Molecular clues from metagenomic analyses were used to classify sequence reads into viral families or genera using MEGAN. To identify the partial or complete genome, representative viral open reading frames (ORF)-related reads were selected for read-based PCR and sequencing. Reads with accurate genomic locations were used to design specific nested PCR primers and to identify partial genomes, which is consistent with a previous study [6]. cDNA was generated using random primers and Superscript III Reverse Transcriptase (Invitrogen). The remaining genomic sequences were analysed using genome walking and 5′- and 3′- rapid amplification of cDNA ends (Invitrogen; and Takara Bio, Kyoto Japan). The primers used to amplify the sequence obtained in this study are shown in (Table S2).

Genome annotation

The viral basic nucleotide sequences structure of the genomes and the amino acid encoded by effective ORFs and its location were deduced by comparing with the sequence of other virus families. Prediction of conservative protein families and domains using Pfam (http://www.ebi.ac.uk/services/proteins), BLASTP (https://blast.ncbi.nlm.nih.gov ), and InterProScan 5 (http://www.ebi.ac.uk/services/proteins ). Routine sequence alignment was performed using Clustal Omega (http://www.ebi.ac.uk/Tools/ ). The evolution tree beautification was performed using ITOL. (https://itol.embl.de/ ).

Viral prevalence

Nearly complete or partial genomic sequences of the viruses obtained by NGS sequencing were used as templates to design specific, semi-nested primers for the non-structural gene for PCR and screening for viruses in each filtrate sediment and individual sample (Table S2). PCR was performed using Go Taq Colorless Master Mix (Promega). Nest PCR using two microliters of the first-round PCR product as the template of the second round of PCR has high specificity and sensitivity. The thermal cycling conditions for both PCRs were 94 °C for 5 min, followed by 35 cycles at 94 °C for 30 s, 57 °C for 35 s, 72 °C for 30 s, and a final elongation step at 72 °C for 10 min. The PCR products were analysed using 1.5% agarose gel electrophoresis and ultraviolet imaging.
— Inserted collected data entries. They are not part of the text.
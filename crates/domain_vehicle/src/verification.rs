//! RC verification outcomes and field mapping
//!
//! A registry lookup ends in exactly one of three outcomes. Callers branch on
//! the variant, since each one asks the user for something different:
//!
//! ```text
//! SUCCESS  -> present fields overwrite the vehicle, rc_verified = true
//! ERROR    -> rc_verified = false, raw payload kept for audit
//! TIMEOUT  -> nothing is written
//! ```

use chrono::NaiveDate;
use once_cell::sync::Lazy;
use regex::Regex;
use serde::{Deserialize, Deserializer, Serialize};
use serde_json::Value;
use tracing::{debug, warn};

use core_kernel::FieldMap;

use crate::fuel::FuelType;

/// Registry `status` values that mean the lookup succeeded
pub const SUCCESS_STATUSES: [&str; 2] = ["SUCCESS", "VALID"];

static YEAR: Lazy<Regex> = Lazy::new(|| Regex::new(r"\b(\d{4})\b").expect("year pattern is valid"));

const DATE_FORMATS: [&str; 5] = ["%Y-%m-%d", "%d-%m-%Y", "%d/%m/%Y", "%d-%b-%Y", "%Y/%m/%d"];

/// Vehicle fields returned by a successful registry lookup
#[derive(Debug, Clone, Default, PartialEq, Serialize, Deserialize)]
pub struct RcDetails {
    #[serde(default, rename = "vehicle_chassis_number")]
    pub chassis_no: Option<String>,
    #[serde(default, rename = "vehicle_engine_number")]
    pub engine_no: Option<String>,
    #[serde(default, rename = "vehicle_manufacturer_name")]
    pub make: Option<String>,
    #[serde(default)]
    pub model: Option<String>,
    /// Free text, normalised through [`FuelType::from_registry_text`]
    #[serde(default, rename = "vehicle_fuel_type")]
    pub fuel_type: Option<String>,
    #[serde(default)]
    pub vehicle_class: Option<String>,
    #[serde(default, rename = "vehicle_manufacturing_month_year")]
    pub manufacturing_date: Option<String>,
    #[serde(default)]
    pub rc_status: Option<String>,
    #[serde(default, rename = "vehicle_registration_date_expiry")]
    pub rc_expiry: Option<String>,
    #[serde(default, deserialize_with = "deserialize_reference")]
    pub reference_id: Option<String>,
}

fn deserialize_reference<'de, D>(deserializer: D) -> Result<Option<String>, D::Error>
where
    D: Deserializer<'de>,
{
    match Option::<Value>::deserialize(deserializer)? {
        None | Some(Value::Null) => Ok(None),
        Some(Value::String(s)) => Ok(Some(s)),
        Some(Value::Number(n)) => Ok(Some(n.to_string())),
        Some(other) => Err(serde::de::Error::custom(format!(
            "reference_id must be a string or number, got {}",
            other
        ))),
    }
}

fn non_empty(value: &Option<String>) -> Option<&str> {
    value.as_deref().map(str::trim).filter(|v| !v.is_empty())
}

fn set_text(patch: &mut FieldMap, field: &str, value: &Option<String>) {
    if let Some(text) = non_empty(value) {
        patch.insert(field.to_string(), Value::from(text));
    }
}

/// Extracts the first standalone 4-digit year from registry text
///
/// ```rust
/// use domain_vehicle::verification::extract_year;
///
/// assert_eq!(extract_year("03/2019"), Some(2019));
/// assert_eq!(extract_year("MAR-2021"), Some(2021));
/// assert_eq!(extract_year("unknown"), None);
/// ```
pub fn extract_year(text: &str) -> Option<i32> {
    YEAR.captures(text)
        .and_then(|c| c.get(1))
        .and_then(|m| m.as_str().parse().ok())
}

/// Parses a date in any of the formats registries are known to send
pub fn parse_registry_date(text: &str) -> Option<NaiveDate> {
    let text = text.trim();
    DATE_FORMATS
        .iter()
        .find_map(|format| NaiveDate::parse_from_str(text, format).ok())
        .or_else(|| {
            // ISO timestamps: keep the date part
            text.get(..10)
                .and_then(|prefix| NaiveDate::parse_from_str(prefix, "%Y-%m-%d").ok())
        })
}

impl RcDetails {
    /// Builds the field updates for a successful lookup
    ///
    /// Only fields the registry actually returned are written. A fuel text,
    /// manufacturing date or expiry date that cannot be interpreted leaves the
    /// corresponding field untouched without failing the verification.
    pub fn to_patch(&self, raw_response: &str) -> FieldMap {
        let mut patch = FieldMap::new();

        set_text(&mut patch, "chassis_no", &self.chassis_no);
        set_text(&mut patch, "engine_no", &self.engine_no);
        set_text(&mut patch, "make", &self.make);
        set_text(&mut patch, "model", &self.model);
        set_text(&mut patch, "vehicle_class", &self.vehicle_class);

        if let Some(text) = non_empty(&self.fuel_type) {
            match FuelType::from_registry_text(text) {
                Some(fuel) => {
                    patch.insert("fuel_type".into(), Value::from(fuel.label()));
                }
                None => debug!(fuel_text = text, "Unrecognised fuel type, field left unchanged"),
            }
        }

        if let Some(text) = non_empty(&self.manufacturing_date) {
            match extract_year(text) {
                Some(year) => {
                    patch.insert("manufacturing_year".into(), Value::from(year));
                }
                None => warn!(value = text, "Could not extract manufacturing year"),
            }
        }

        if let Some(status) = non_empty(&self.rc_status) {
            patch.insert("rc_status".into(), Value::from(status.to_uppercase()));
        }

        if let Some(text) = non_empty(&self.rc_expiry) {
            match parse_registry_date(text) {
                Some(date) => {
                    patch.insert("rc_expiry_date".into(), Value::from(date.to_string()));
                }
                None => warn!(value = text, "Could not parse RC expiry date"),
            }
        }

        patch.insert("rc_verified".into(), Value::Bool(true));
        patch.insert(
            "rc_api_reference_id".into(),
            self.reference_id.clone().map(Value::from).unwrap_or(Value::Null),
        );
        patch.insert("rc_raw_response".into(), Value::from(raw_response));
        patch
    }
}

/// What the user should be told after a verification attempt
#[derive(Debug, Clone, Copy, PartialEq, Eq, Serialize, Deserialize)]
#[serde(rename_all = "snake_case")]
pub enum Guidance {
    Verified,
    /// Check the registration number or escalate to operations
    FixInputOrEscalate,
    /// Try again later or enter the details manually
    RetryOrEnterManually,
}

impl Guidance {
    pub fn message(&self) -> &'static str {
        match self {
            Guidance::Verified => "Vehicle RC verified successfully.",
            Guidance::FixInputOrEscalate => {
                "Verification failed. Check the registration number or escalate to operations."
            }
            Guidance::RetryOrEnterManually => {
                "API request timed out. Please try again or verify manually if allowed."
            }
        }
    }
}

/// Result of one registry lookup
#[derive(Debug, Clone, PartialEq, Serialize, Deserialize)]
#[serde(tag = "status", rename_all = "SCREAMING_SNAKE_CASE")]
pub enum VerificationOutcome {
    Success {
        details: RcDetails,
        raw_response: String,
    },
    Error {
        message: String,
        raw_response: String,
    },
    Timeout,
}

impl VerificationOutcome {
    /// Interprets a registry HTTP response
    ///
    /// Any non-2xx status, unreadable body or non-success `status` field is
    /// an `Error` carrying the body verbatim. Details may sit at the top
    /// level of the body or under `data`.
    pub fn from_registry_response(http_status: u16, body: &str) -> Self {
        let raw_response = body.to_string();
        let parsed: Option<Value> = serde_json::from_str(body).ok();
        let message = parsed
            .as_ref()
            .and_then(|v| v.get("message"))
            .and_then(Value::as_str)
            .map(str::to_string);

        if !(200..300).contains(&http_status) {
            return VerificationOutcome::Error {
                message: message.unwrap_or_else(|| format!("Registry returned HTTP {}", http_status)),
                raw_response,
            };
        }

        let Some(body_json) = parsed else {
            return VerificationOutcome::Error {
                message: "Registry response is not valid JSON".to_string(),
                raw_response,
            };
        };

        let status = body_json
            .get("status")
            .and_then(Value::as_str)
            .map(str::to_uppercase);

        match status.as_deref() {
            Some(s) if SUCCESS_STATUSES.contains(&s) => {
                let payload = body_json
                    .get("data")
                    .filter(|d| d.is_object())
                    .unwrap_or(&body_json);

                match RcDetails::deserialize(payload) {
                    Ok(mut details) => {
                        if details.reference_id.is_none() {
                            details.reference_id = body_json
                                .get("reference_id")
                                .and_then(|r| match r {
                                    Value::String(s) => Some(s.clone()),
                                    Value::Number(n) => Some(n.to_string()),
                                    _ => None,
                                });
                        }
                        VerificationOutcome::Success { details, raw_response }
                    }
                    Err(e) => VerificationOutcome::Error {
                        message: format!("Registry response could not be read: {}", e),
                        raw_response,
                    },
                }
            }
            Some(other) => VerificationOutcome::Error {
                message: message.unwrap_or_else(|| format!("Registry reported status {}", other)),
                raw_response,
            },
            None => VerificationOutcome::Error {
                message: message.unwrap_or_else(|| "Registry response carries no status".to_string()),
                raw_response,
            },
        }
    }

    pub fn is_success(&self) -> bool {
        matches!(self, VerificationOutcome::Success { .. })
    }

    pub fn is_timeout(&self) -> bool {
        matches!(self, VerificationOutcome::Timeout)
    }

    pub fn guidance(&self) -> Guidance {
        match self {
            VerificationOutcome::Success { .. } => Guidance::Verified,
            VerificationOutcome::Error { .. } => Guidance::FixInputOrEscalate,
            VerificationOutcome::Timeout => Guidance::RetryOrEnterManually,
        }
    }

    /// Field updates to persist, or `None` when nothing may be written
    pub fn patch(&self) -> Option<FieldMap> {
        match self {
            VerificationOutcome::Success { details, raw_response } => Some(details.to_patch(raw_response)),
            VerificationOutcome::Error { raw_response, .. } => {
                let mut patch = FieldMap::new();
                patch.insert("rc_verified".into(), Value::Bool(false));
                patch.insert("rc_raw_response".into(), Value::from(raw_response.as_str()));
                Some(patch)
            }
            VerificationOutcome::Timeout => None,
        }
    }
}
Phylogenetic and data analyses

We used the ClusterW package to align the nucleotide sequences and deduce the amino acid sequences (https://rdrr.io/bioc/muscle/man/muscle-package.html) and default parameters in MEGAX. Relatively conserved viruses were selected to construct a phylogenetic tree using the maximum likelihood method. According to the operation rules, the best substitution model was evaluated using the model selection package function of MEGAX with 1000 bootstrap replicates. The NCBI basic local alignment search tool was used to perform pairwise amino acid alignment between the reference sequences and the new virus.